The Antagonistic Pleiotropy theory for the evolution of aging proposes that a gene may have pleiotropic effects at different life stages, and these effects could be under varying, and in fact opposite, evolutionary pressures. Because the strength of natural selection declines with age, deleterious effects of genes late in life may be outweighed by early-life beneficial qualities. This would culminate in positive selection of gene variants that are beneficial early in life, for development or reproduction, in spite of their detrimental contributions late in life, i.e. to aging and to lifespan. Despite the elegance and simplicity of the theory, a mechanistic understanding of how this principle manifests is still lacking. Here we investigate antagonistic pleiotropy as manifested in the function of the Caenorhabditis elegans JNK homolog KGB-1, which provides stress protection in developing larvae, but sensitizes adults to stress and shortens their lifespan. Previously we had shown that KGB-1's antagonistic contributions depended on age-dependent and opposing regulation of the stress transcription factor DAF-16 (Twumasi-Boateng et al., 2012) and that contributions were mostly cell-nonautonmous (Liu et al., 2018), but the underlying mechanism remains unknown.
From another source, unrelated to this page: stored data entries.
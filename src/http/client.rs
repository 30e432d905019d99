//! HTTP client for downloading source files
//!
//! A thin wrapper over `reqwest` that turns every failure (transport error,
//! non-2xx status, truncated body) into a single `Error::Fetch` carrying the
//! URL. Requests are made exactly once.

use crate::error::{Error, Result};
use bytes::Bytes;
use reqwest::Client;
use std::collections::HashMap;
use std::time::Duration;
use tracing::debug;

/// Longest error body echoed back in a fetch error
const MAX_ERROR_BODY: usize = 512;

/// Configuration for the HTTP client
#[derive(Debug, Clone)]
pub struct HttpClientConfig {
    /// Request timeout
    pub timeout: Duration,
    /// Default headers for all requests
    pub default_headers: HashMap<String, String>,
    /// User agent string
    pub user_agent: String,
}

impl Default for HttpClientConfig {
    fn default() -> Self {
        Self {
            timeout: Duration::from_secs(300),
            default_headers: HashMap::new(),
            user_agent: format!("taxi-etl/{}", env!("CARGO_PKG_VERSION")),
        }
    }
}

impl HttpClientConfig {
    /// Create a new config builder
    pub fn builder() -> HttpClientConfigBuilder {
        HttpClientConfigBuilder::default()
    }
}

/// Builder for HTTP client config
#[derive(Default)]
pub struct HttpClientConfigBuilder {
    config: HttpClientConfig,
}

impl HttpClientConfigBuilder {
    /// Set the request timeout
    pub fn timeout(mut self, timeout: Duration) -> Self {
        self.config.timeout = timeout;
        self
    }

    /// Add a default header
    pub fn header(mut self, key: impl Into<String>, value: impl Into<String>) -> Self {
        self.config.default_headers.insert(key.into(), value.into());
        self
    }

    /// Set user agent
    pub fn user_agent(mut self, agent: impl Into<String>) -> Self {
        self.config.user_agent = agent.into();
        self
    }

    /// Build the config
    pub fn build(self) -> HttpClientConfig {
        self.config
    }
}

/// Single-attempt HTTP client
#[derive(Debug, Clone)]
pub struct HttpClient {
    client: Client,
    config: HttpClientConfig,
}

impl HttpClient {
    /// Create a new HTTP client with default configuration
    pub fn new() -> Result<Self> {
        Self::with_config(HttpClientConfig::default())
    }

    /// Create a new HTTP client with custom configuration
    pub fn with_config(config: HttpClientConfig) -> Result<Self> {
        let client = Client::builder()
            .timeout(config.timeout)
            .user_agent(&config.user_agent)
            .build()?;

        Ok(Self { client, config })
    }

    /// Get the client configuration
    pub fn config(&self) -> &HttpClientConfig {
        &self.config
    }

    /// GET a URL and return the whole body
    pub async fn get_bytes(&self, url: &str) -> Result<Bytes> {
        let mut req = self.client.get(url);
        for (key, value) in &self.config.default_headers {
            req = req.header(key.as_str(), value.as_str());
        }

        let response = req
            .send()
            .await
            .map_err(|e| Error::fetch(url, e.to_string()))?;

        let status = response.status();
        if !status.is_success() {
            let body = response.text().await.unwrap_or_default();
            let body: String = body.chars().take(MAX_ERROR_BODY).collect();
            return Err(Error::fetch(
                url,
                format!("HTTP {}: {}", status.as_u16(), body.trim()),
            ));
        }

        let bytes = response
            .bytes()
            .await
            .map_err(|e| Error::fetch(url, format!("Failed to read body: {e}")))?;

        debug!("GET {url} returned {} bytes", bytes.len());
        Ok(bytes)
    }
}
#![doc(test(attr(deny(warnings))))]

//! Pocket Ledger records income and expense entries, persists them as a JSON
//! file, and reports balance and per-category totals through a menu CLI.

pub mod cli;
pub mod config;
pub mod errors;
pub mod ledger;
pub mod storage;
pub mod utils;

use std::sync::Once;

static INIT_TRACING: Once = Once::new();

/// Initializes global tracing and emits a startup debug log.
pub fn init() {
    INIT_TRACING.call_once(|| {
        utils::init_tracing();
        tracing::debug!("Pocket Ledger tracing initialized.");
    });
}

#[cfg(test)]
mod tests {
    #[test]
    fn init_does_not_panic() {
        super::init();
        super::init();
    }
}
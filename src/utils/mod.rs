use std::{env, path::PathBuf, sync::Once};

use dirs::home_dir;

const DEFAULT_DIR_NAME: &str = ".pocket_ledger";
const HOME_ENV: &str = "POCKET_LEDGER_HOME";

static TRACING_INIT: Once = Once::new();

/// Initializes the global tracing subscriber. Logs go to stderr so they never
/// interleave with menu output; `RUST_LOG` overrides the default level.
pub fn init_tracing() {
    TRACING_INIT.call_once(|| {
        use tracing_subscriber::{fmt, EnvFilter};

        let filter = EnvFilter::try_from_default_env()
            .unwrap_or_else(|_| EnvFilter::new("pocket_ledger=warn"));

        // A subscriber installed elsewhere (tests, embedding apps) wins.
        let _ = fmt()
            .with_env_filter(filter)
            .with_writer(std::io::stderr)
            .try_init();
    });
}

/// Returns the application directory, defaulting to `~/.pocket_ledger`.
pub fn app_data_dir() -> PathBuf {
    if let Some(custom) = env::var_os(HOME_ENV) {
        return PathBuf::from(custom);
    }
    home_dir()
        .unwrap_or_else(|| PathBuf::from("."))
        .join(DEFAULT_DIR_NAME)
}
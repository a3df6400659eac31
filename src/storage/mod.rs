pub mod json_backend;

use std::path::Path;

use crate::{errors::Result, ledger::Transaction};

/// Outcome of reading persisted transactions.
#[derive(Debug)]
pub enum Loaded {
    /// Nothing has been persisted yet.
    Missing,
    Transactions(Vec<Transaction>),
}

/// Abstraction over persistence backends holding the full transaction sequence.
///
/// Every call moves the whole sequence; there is no incremental write.
pub trait LedgerStore {
    fn load(&self) -> Result<Loaded>;
    fn save(&self, transactions: &[Transaction]) -> Result<()>;
    fn location(&self) -> &Path;
}

pub use json_backend::JsonFileStore;
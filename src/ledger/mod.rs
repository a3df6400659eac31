//! Ledger domain model, persistence-facing record shape, and derived views.

#[allow(clippy::module_inception)]
pub mod ledger;
pub mod summary;
pub mod transaction;

pub use ledger::{Ledger, LoadStatus};
pub use summary::{category_stats, sorted_by_date_desc};
pub use transaction::{Transaction, TransactionRecord, DATE_FORMAT};
use colored::Colorize;
use std::fmt;

/// Message categories used by the CLI output helpers.
#[derive(Clone, Copy, Debug, PartialEq, Eq)]
pub enum MessageKind {
    Info,
    Success,
    Warning,
    Error,
    Section,
    Plain,
}

fn icon(kind: MessageKind) -> &'static str {
    match kind {
        MessageKind::Info => "[i]",
        MessageKind::Success => "[✓]",
        MessageKind::Warning => "[!]",
        MessageKind::Error => "[x]",
        MessageKind::Section | MessageKind::Plain => "",
    }
}

/// Formats a message the way [`print`] would emit it, colors included.
pub fn styled(kind: MessageKind, message: impl fmt::Display) -> String {
    let text = message.to_string();
    let base = match kind {
        MessageKind::Section => format!("=== {} ===", text.trim()),
        MessageKind::Plain => return text,
        _ => format!("{} {}", icon(kind), text),
    };
    match kind {
        MessageKind::Success => base.bright_green().to_string(),
        MessageKind::Warning => base.bright_yellow().to_string(),
        MessageKind::Error => base.bright_red().to_string(),
        MessageKind::Section => base.bold().to_string(),
        _ => base,
    }
}

pub fn print(kind: MessageKind, message: impl fmt::Display) {
    let formatted = styled(kind, message);
    match kind {
        MessageKind::Section => println!("\n{}\n", formatted),
        _ => println!("{}", formatted),
    }
}

pub fn info(message: impl fmt::Display) {
    print(MessageKind::Info, message);
}

pub fn success(message: impl fmt::Display) {
    print(MessageKind::Success, message);
}

pub fn warning(message: impl fmt::Display) {
    print(MessageKind::Warning, message);
}

pub fn error(message: impl fmt::Display) {
    print(MessageKind::Error, message);
}

pub fn section(title: impl fmt::Display) {
    print(MessageKind::Section, title);
}

pub fn plain(message: impl fmt::Display) {
    print(MessageKind::Plain, message);
}
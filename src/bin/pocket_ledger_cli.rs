use pocket_ledger::{cli::run_cli, init};

fn main() {
    init();

    if let Err(err) = run_cli() {
        eprintln!("Error: {err}");
        std::process::exit(1);
    }
}
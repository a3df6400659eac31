use std::io::{self, BufRead, Write};

use rustyline::{error::ReadlineError, DefaultEditor};

use super::CliError;

/// Source of user input lines for the menu loop.
pub trait LineSource {
    /// Shows `prompt` and returns the next line without its terminator.
    /// `None` means the user is gone: end of input or an interrupt.
    fn read_line(&mut self, prompt: &str) -> Result<Option<String>, CliError>;
}

/// Interactive terminal input with line editing.
pub struct ReadlineInput {
    editor: DefaultEditor,
}

impl ReadlineInput {
    pub fn new() -> Result<Self, CliError> {
        Ok(Self {
            editor: DefaultEditor::new()?,
        })
    }
}

impl LineSource for ReadlineInput {
    fn read_line(&mut self, prompt: &str) -> Result<Option<String>, CliError> {
        match self.editor.readline(prompt) {
            Ok(line) => Ok(Some(line)),
            Err(ReadlineError::Interrupted) | Err(ReadlineError::Eof) => Ok(None),
            Err(err) => Err(err.into()),
        }
    }
}

/// Line-by-line input from any reader, used for piped scripts and tests.
pub struct ScriptInput<R> {
    reader: R,
    echo_prompts: bool,
}

impl<R: BufRead> ScriptInput<R> {
    pub fn new(reader: R) -> Self {
        Self {
            reader,
            echo_prompts: true,
        }
    }

    pub fn silent(reader: R) -> Self {
        Self {
            reader,
            echo_prompts: false,
        }
    }
}

impl<R: BufRead> LineSource for ScriptInput<R> {
    fn read_line(&mut self, prompt: &str) -> Result<Option<String>, CliError> {
        if self.echo_prompts {
            let mut stdout = io::stdout();
            write!(stdout, "{prompt}")?;
            stdout.flush()?;
        }
        let mut line = String::new();
        match self.reader.read_line(&mut line) {
            Ok(0) => Ok(None),
            Ok(_) => {
                if self.echo_prompts {
                    println!();
                }
                Ok(Some(line.trim_end_matches(['\r', '\n']).to_string()))
            }
            Err(err) if err.kind() == io::ErrorKind::Interrupted => Ok(None),
            Err(err) => Err(err.into()),
        }
    }
}
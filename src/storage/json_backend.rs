use std::{
    fs::{self, File},
    io::{ErrorKind, Write},
    path::{Path, PathBuf},
};

use crate::{
    errors::{LedgerError, Result},
    ledger::{Transaction, TransactionRecord},
};

use super::{LedgerStore, Loaded};

pub const DEFAULT_DATA_FILE: &str = "transactions.json";
const TMP_SUFFIX: &str = "tmp";

/// Whole-file JSON persistence: one pretty-printed array of records.
#[derive(Debug, Clone)]
pub struct JsonFileStore {
    path: PathBuf,
}

impl JsonFileStore {
    pub fn new(path: impl Into<PathBuf>) -> Self {
        Self { path: path.into() }
    }

    pub fn path(&self) -> &Path {
        &self.path
    }
}

impl Default for JsonFileStore {
    fn default() -> Self {
        Self::new(DEFAULT_DATA_FILE)
    }
}

impl LedgerStore for JsonFileStore {
    fn load(&self) -> Result<Loaded> {
        let data = match fs::read_to_string(&self.path) {
            Ok(data) => data,
            Err(err) if err.kind() == ErrorKind::NotFound => return Ok(Loaded::Missing),
            Err(source) => {
                return Err(LedgerError::PersistenceRead {
                    path: self.path.clone(),
                    source,
                })
            }
        };
        let records: Vec<TransactionRecord> = serde_json::from_str(&data)?;
        let transactions = records
            .into_iter()
            .map(Transaction::from_record)
            .collect::<Result<Vec<_>>>()?;
        Ok(Loaded::Transactions(transactions))
    }

    fn save(&self, transactions: &[Transaction]) -> Result<()> {
        let records: Vec<TransactionRecord> =
            transactions.iter().map(Transaction::to_record).collect();
        let json = serde_json::to_string_pretty(&records)?;
        let tmp = tmp_path(&self.path);
        let staged = write_atomic(&tmp, &json).and_then(|_| {
            fs::rename(&tmp, &self.path).map_err(|err| {
                let _ = fs::remove_file(&tmp);
                err
            })
        });
        staged.map_err(|source| LedgerError::PersistenceWrite {
            path: self.path.clone(),
            source,
        })
    }

    fn location(&self) -> &Path {
        &self.path
    }
}

pub(crate) fn tmp_path(path: &Path) -> PathBuf {
    let mut tmp = path.to_path_buf();
    let ext = match path.extension().and_then(|ext| ext.to_str()) {
        Some(existing) => format!("{}.{}", existing, TMP_SUFFIX),
        None => TMP_SUFFIX.to_string(),
    };
    tmp.set_extension(ext);
    tmp
}

pub(crate) fn write_atomic(path: &Path, data: &str) -> std::io::Result<()> {
    if let Some(parent) = path.parent() {
        if !parent.as_os_str().is_empty() {
            fs::create_dir_all(parent)?;
        }
    }
    let mut file = File::create(path)?;
    file.write_all(data.as_bytes())?;
    file.flush()?;
    Ok(())
}

#[cfg(test)]
mod tests {
    use super::*;
    use tempfile::tempdir;

    fn sample() -> Vec<Transaction> {
        vec![
            Transaction::dated(5000.0, "Salary", "March pay", "2025-03-01").unwrap(),
            Transaction::dated(-1200.0, "Food", "Groceries", "2025-03-02").unwrap(),
        ]
    }

    #[test]
    fn missing_file_is_not_an_error() {
        let dir = tempdir().unwrap();
        let store = JsonFileStore::new(dir.path().join("absent.json"));
        assert!(matches!(store.load().unwrap(), Loaded::Missing));
    }

    #[test]
    fn save_then_load_returns_same_sequence() {
        let dir = tempdir().unwrap();
        let store = JsonFileStore::new(dir.path().join("transactions.json"));
        store.save(&sample()).unwrap();

        match store.load().unwrap() {
            Loaded::Transactions(loaded) => assert_eq!(loaded, sample()),
            Loaded::Missing => panic!("file should exist after save"),
        }
        assert!(!tmp_path(store.path()).exists(), "staging file is renamed away");
    }

    #[test]
    fn writes_pretty_printed_array_with_two_space_indent() {
        let dir = tempdir().unwrap();
        let store = JsonFileStore::new(dir.path().join("transactions.json"));
        store.save(&sample()[..1]).unwrap();

        let text = fs::read_to_string(store.path()).unwrap();
        assert!(text.starts_with("[\n  {\n    \"amount\""), "got: {text}");
        assert!(text.contains("\"category\": \"Salary\""));
    }

    #[test]
    fn unparsable_file_surfaces_parse_error() {
        let dir = tempdir().unwrap();
        let path = dir.path().join("transactions.json");
        fs::write(&path, "{ not json").unwrap();
        let err = JsonFileStore::new(path).load().unwrap_err();
        assert!(matches!(err, LedgerError::Parse(_)));
    }

    #[test]
    fn record_without_amount_is_malformed() {
        let dir = tempdir().unwrap();
        let path = dir.path().join("transactions.json");
        fs::write(
            &path,
            r#"[{"category": "Food", "description": "x", "date": "2025-01-01"}]"#,
        )
        .unwrap();
        let err = JsonFileStore::new(path).load().unwrap_err();
        assert!(matches!(
            err,
            LedgerError::MalformedRecord { field: "amount" }
        ));
    }

    #[test]
    fn failed_write_keeps_previous_file() {
        let dir = tempdir().unwrap();
        let store = JsonFileStore::new(dir.path().join("transactions.json"));
        store.save(&sample()[..1]).unwrap();
        let original = fs::read_to_string(store.path()).unwrap();

        // A directory where the staging file should go makes File::create fail.
        fs::create_dir_all(tmp_path(store.path())).unwrap();
        let err = store.save(&sample()).unwrap_err();
        assert!(matches!(err, LedgerError::PersistenceWrite { .. }));
        assert_eq!(fs::read_to_string(store.path()).unwrap(), original);
    }

    #[test]
    fn failed_rename_removes_staging_file() {
        let dir = tempdir().unwrap();
        // The target is a directory, so renaming the staged file over it fails.
        let target = dir.path().join("transactions.json");
        fs::create_dir_all(target.join("occupied")).unwrap();
        let store = JsonFileStore::new(&target);

        let err = store.save(&sample()).unwrap_err();
        assert!(matches!(err, LedgerError::PersistenceWrite { .. }));
        assert!(!tmp_path(&target).exists());
        assert!(target.is_dir());
    }

    #[test]
    fn tmp_path_appends_suffix_to_extension() {
        assert_eq!(
            tmp_path(Path::new("data/transactions.json")),
            PathBuf::from("data/transactions.json.tmp")
        );
        assert_eq!(tmp_path(Path::new("ledger")), PathBuf::from("ledger.tmp"));
    }
}
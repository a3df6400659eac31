//! Read-only views derived from a transaction sequence for display.

use std::{cmp::Ordering, collections::HashMap};

use super::transaction::Transaction;

/// Newest first, by plain string comparison of the stored dates. Equal dates
/// keep their storage order.
pub fn sorted_by_date_desc(transactions: &[Transaction]) -> Vec<&Transaction> {
    let mut sorted: Vec<&Transaction> = transactions.iter().collect();
    sorted.sort_by(|a, b| b.date().cmp(a.date()));
    sorted
}

/// Category totals ordered by absolute value, largest first. Ties fall back to
/// the category name so the output is stable.
pub fn category_stats(totals: &HashMap<String, f64>) -> Vec<(String, f64)> {
    let mut rows: Vec<(String, f64)> = totals
        .iter()
        .map(|(category, total)| (category.clone(), *total))
        .collect();
    rows.sort_by(|a, b| {
        b.1.abs()
            .partial_cmp(&a.1.abs())
            .unwrap_or(Ordering::Equal)
            .then_with(|| a.0.cmp(&b.0))
    });
    rows
}
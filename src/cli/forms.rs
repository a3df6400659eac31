//! Prompt flows for collecting a new entry from the user.

use std::fmt;

use thiserror::Error;

use super::{io::LineSource, output, CliError};

pub const FALLBACK_CATEGORY: &str = "Other";

const INCOME_CATEGORIES: &[&str] = &["Salary", "Freelance", "Investment", FALLBACK_CATEGORY];
const EXPENSE_CATEGORIES: &[&str] = &[
    "Food",
    "Transport",
    "Entertainment",
    "Health",
    "Education",
    FALLBACK_CATEGORY,
];

/// Presentation-level input problems. These never reach the ledger.
#[derive(Debug, Error, PartialEq, Eq)]
pub enum InputError {
    #[error("`{0}` is not a valid amount")]
    InvalidAmount(String),
    #[error("amount must be positive")]
    NonPositiveAmount,
    #[error("`{0}` is not a number")]
    InvalidNumber(String),
}

#[derive(Debug, Clone, Copy, PartialEq, Eq)]
pub enum EntryKind {
    Income,
    Expense,
}

impl EntryKind {
    pub fn categories(self) -> &'static [&'static str] {
        match self {
            EntryKind::Income => INCOME_CATEGORIES,
            EntryKind::Expense => EXPENSE_CATEGORIES,
        }
    }

    /// Expenses are stored as negative amounts.
    pub fn signed(self, amount: f64) -> f64 {
        match self {
            EntryKind::Income => amount,
            EntryKind::Expense => -amount,
        }
    }
}

impl fmt::Display for EntryKind {
    fn fmt(&self, f: &mut fmt::Formatter<'_>) -> fmt::Result {
        f.write_str(match self {
            EntryKind::Income => "Income",
            EntryKind::Expense => "Expense",
        })
    }
}

/// A fully collected entry, amount already signed.
#[derive(Debug, Clone, PartialEq)]
pub struct EntryForm {
    pub amount: f64,
    pub category: String,
    pub description: String,
}

/// Parses a user-entered amount. Only finite, strictly positive numbers pass.
pub fn parse_amount(input: &str) -> Result<f64, InputError> {
    let trimmed = input.trim();
    let amount: f64 = trimmed
        .parse()
        .map_err(|_| InputError::InvalidAmount(trimmed.to_string()))?;
    if !amount.is_finite() {
        return Err(InputError::InvalidAmount(trimmed.to_string()));
    }
    if amount <= 0.0 {
        return Err(InputError::NonPositiveAmount);
    }
    Ok(amount)
}

/// Parses a whole number such as a menu position.
pub fn parse_number(input: &str) -> Result<i64, InputError> {
    let trimmed = input.trim();
    trimmed
        .parse()
        .map_err(|_| InputError::InvalidNumber(trimmed.to_string()))
}

/// Maps a category answer to a label: a list number picks from the suggestions,
/// other text is taken verbatim, and anything unusable becomes `Other`.
pub fn resolve_category(kind: EntryKind, input: &str) -> String {
    let trimmed = input.trim();
    if trimmed.is_empty() {
        return FALLBACK_CATEGORY.to_string();
    }
    if let Ok(choice) = trimmed.parse::<usize>() {
        return choice
            .checked_sub(1)
            .and_then(|idx| kind.categories().get(idx))
            .copied()
            .unwrap_or(FALLBACK_CATEGORY)
            .to_string();
    }
    if trimmed.parse::<f64>().is_ok() {
        return FALLBACK_CATEGORY.to_string();
    }
    trimmed.to_string()
}

pub fn category_menu(kind: EntryKind) -> String {
    let mut text = format!("{kind} categories:\n");
    for (idx, name) in kind.categories().iter().enumerate() {
        text.push_str(&format!("{}. {}\n", idx + 1, name));
    }
    text
}

/// Collects amount, category and description. Bad amounts are reported and
/// asked for again. Returns `None` if input ends part way.
pub fn collect_entry(
    input: &mut dyn LineSource,
    kind: EntryKind,
) -> Result<Option<EntryForm>, CliError> {
    let amount = loop {
        let Some(raw) = input.read_line("Amount: ")? else {
            return Ok(None);
        };
        match parse_amount(&raw) {
            Ok(amount) => break amount,
            Err(err) => output::error(err),
        }
    };

    output::plain(category_menu(kind));
    let prompt = format!("Choose a category (1-{}): ", kind.categories().len());
    let Some(choice) = input.read_line(&prompt)? else {
        return Ok(None);
    };
    let category = resolve_category(kind, &choice);

    let Some(description) = input.read_line("Description: ")? else {
        return Ok(None);
    };

    Ok(Some(EntryForm {
        amount: kind.signed(amount),
        category,
        description,
    }))
}

#[cfg(test)]
mod tests {
    use super::*;
    use crate::cli::io::ScriptInput;
    use std::io::Cursor;

    #[test]
    fn amounts_must_be_positive_finite_numbers() {
        assert_eq!(parse_amount(" 12.50 "), Ok(12.5));
        assert_eq!(parse_amount("0"), Err(InputError::NonPositiveAmount));
        assert_eq!(parse_amount("-4"), Err(InputError::NonPositiveAmount));
        assert!(matches!(parse_amount("abc"), Err(InputError::InvalidAmount(_))));
        assert!(matches!(parse_amount("inf"), Err(InputError::InvalidAmount(_))));
        assert!(matches!(parse_amount("NaN"), Err(InputError::InvalidAmount(_))));
    }

    #[test]
    fn category_numbers_pick_from_the_list() {
        assert_eq!(resolve_category(EntryKind::Income, "1"), "Salary");
        assert_eq!(resolve_category(EntryKind::Expense, "5"), "Education");
        assert_eq!(resolve_category(EntryKind::Expense, " 2 "), "Transport");
    }

    #[test]
    fn unusable_category_answers_fall_back_to_other() {
        assert_eq!(resolve_category(EntryKind::Income, "9"), "Other");
        assert_eq!(resolve_category(EntryKind::Income, "0"), "Other");
        assert_eq!(resolve_category(EntryKind::Income, "-1"), "Other");
        assert_eq!(resolve_category(EntryKind::Income, ""), "Other");
    }

    #[test]
    fn free_text_becomes_the_category() {
        assert_eq!(resolve_category(EntryKind::Expense, " Rent "), "Rent");
    }

    #[test]
    fn expense_entries_are_negated() {
        let mut input = ScriptInput::silent(Cursor::new("oops\n-3\n1200\n1\nGroceries\n"));
        let entry = collect_entry(&mut input, EntryKind::Expense)
            .unwrap()
            .unwrap();
        assert_eq!(
            entry,
            EntryForm {
                amount: -1200.0,
                category: "Food".into(),
                description: "Groceries".into(),
            }
        );
    }

    #[test]
    fn description_is_kept_as_typed() {
        let mut input = ScriptInput::silent(Cursor::new("50\n1\n  bonus, March  \r\n"));
        let entry = collect_entry(&mut input, EntryKind::Income)
            .unwrap()
            .unwrap();
        assert_eq!(entry.description, "  bonus, March  ");
    }

    #[test]
    fn entry_is_abandoned_when_input_ends() {
        let mut input = ScriptInput::silent(Cursor::new("100\n"));
        assert_eq!(collect_entry(&mut input, EntryKind::Income).unwrap(), None);
    }

    #[test]
    fn category_menu_lists_numbered_choices() {
        let menu = category_menu(EntryKind::Income);
        assert!(menu.starts_with("Income categories:"));
        assert!(menu.contains("3. Investment"));
    }
}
Here, we describe a role for the microRNA
mir-71in mediating the effects of KGB-1 on DAF-16 and its downstream antagonistic phenotypes. Fluorescent imaging along with genetic and survival analyses revealed age-dependent regulation of
mir-71 expression by KGB-1 - upregulation in larvae, but downregulation in adults. Furthermore,
mir-71 was required both for early life effects of KGB-1 - resistance to cadmium - as well as for KGB-1-dependent infection sensitivity late in life and shortened lifespan. In addition, KGB-1 activation in long-lived
mir-71 over-expressors reduced their lifespan to the same level as in wildtype animals, suggesting that KGB-1 gauged the effects of
mir-71. Not all of the effects of KGB-1 depended on
mir-71. KGB-1 activation increases larval resistance to protein folding stress, but
mir-71 disruption had no effect on that. At the same time, disruption of the argonaute gene
alg-1, a central component of the microRNA machinery, did. These results suggest that microRNAs play a role in mediating age-dependent antagonistic contributions of KGB-1 to survival.
mir-71 plays a central role, but additional microRNAs likely contribute redundantly.